## [WHAT YOU NEED TO DO]
What lines in the records below contain the string "rows"? Copy every one.

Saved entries
--- START ---
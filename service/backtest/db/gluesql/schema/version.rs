use async_trait::async_trait;
use eyre::{bail, eyre};
use gluesql::core::ast_builder;
use gluesql::core::ast_builder::Build;
use gluesql::core::store::GStore;
use gluesql::prelude::Payload;
use gluesql_derive::gluesql_core::store::GStoreMut;
use gluesql_derive::{FromGlueSqlRow, ReflectGlueSqlRow, ToGlueSql, ToGlueSqlRow};
use tracing::info;
use trading_model::AssetError;

use lib::gluesql::{Table, TableCreate};

pub const VERSION_INFO: &str = "version_info";

#[derive(Debug, Clone, FromGlueSqlRow, ReflectGlueSqlRow, ToGlueSqlRow, Default, PartialEq, Eq)]
pub struct DbRowVersionInfo {
    pub version: u64,
}

#[async_trait(?Send)]
pub trait TableVersioning<G: GStore + GStoreMut> {
    async fn query_version_info(&mut self) -> eyre::Result<Option<DbRowVersionInfo>>;
    async fn upsert_version_info(&mut self, version: DbRowVersionInfo) -> eyre::Result<()>;
}

#[async_trait(?Send)]
impl<G: GStore + GStoreMut> TableVersioning<G> for Table<G, DbRowVersionInfo> {
    async fn query_version_info(&mut self) -> eyre::Result<Option<DbRowVersionInfo>> {
        let select = ast_builder::table(self.name())
            .select()
            .project(DbRowVersionInfo::columns())
            .build()?;
        let payload = self.execute_stmt(&select).await?;

        match payload {
            Payload::Select { labels, rows } => {
                let row = DbRowVersionInfo::from_gluesql_rows(&labels, rows)?;
                Ok(row.into_iter().next())
            }
            p => Err(eyre!("unexpected payload: {:?}", p)),
        }
    }

    async fn upsert_version_info(&mut self, version: DbRowVersionInfo) -> eyre::Result<()> {
        match self.query_version_info().await? {
            None => {
                self.insert(version).await?;
            }
            Some(_) => {
                let stmt = ast_builder::table(self.name())
                    .update()
                    .set("version", version.version.to_gluesql())
                    .build()?;
                match self.execute_stmt(&stmt).await? {
                    Payload::Update(_) => {}
                    p => bail!("unexpected payload {:?}", p),
                }
            }
        }
        Ok(())
    }
}

#[async_trait(?Send)]
pub trait CheckVersionInfo {
    /// fails with `VersionMismatch` unless the stored version equals `expected`, a missing row reads as version 0
    async fn check_version_info(&mut self, expected: u64) -> eyre::Result<()>;
    /// create the table and stamp `version` when the store is fresh, check it otherwise
    async fn init_version_info(&mut self, version: u64) -> eyre::Result<()>;
}

#[async_trait(?Send)]
impl<G: GStore + GStoreMut> CheckVersionInfo for Table<G, DbRowVersionInfo> {
    async fn check_version_info(&mut self, expected: u64) -> eyre::Result<()> {
        let found = if self.exists().await? {
            self.query_version_info().await?.map(|v| v.version).unwrap_or(0)
        } else {
            0
        };
        if found != expected {
            return Err(AssetError::VersionMismatch { expected, found }.into());
        }
        Ok(())
    }

    async fn init_version_info(&mut self, version: u64) -> eyre::Result<()> {
        if self.exists().await? {
            return self.check_version_info(version).await;
        }
        self.create_table().await?;
        self.upsert_version_info(DbRowVersionInfo { version }).await?;
        info!("Stamped asset db version {}", version);
        Ok(())
    }
}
--- END ---
## [RESPONSE BOX]
            Payload::Select { labels, rows } => {
                let row = DbRowVersionInfo::from_gluesql_rows(&labels, rows)?;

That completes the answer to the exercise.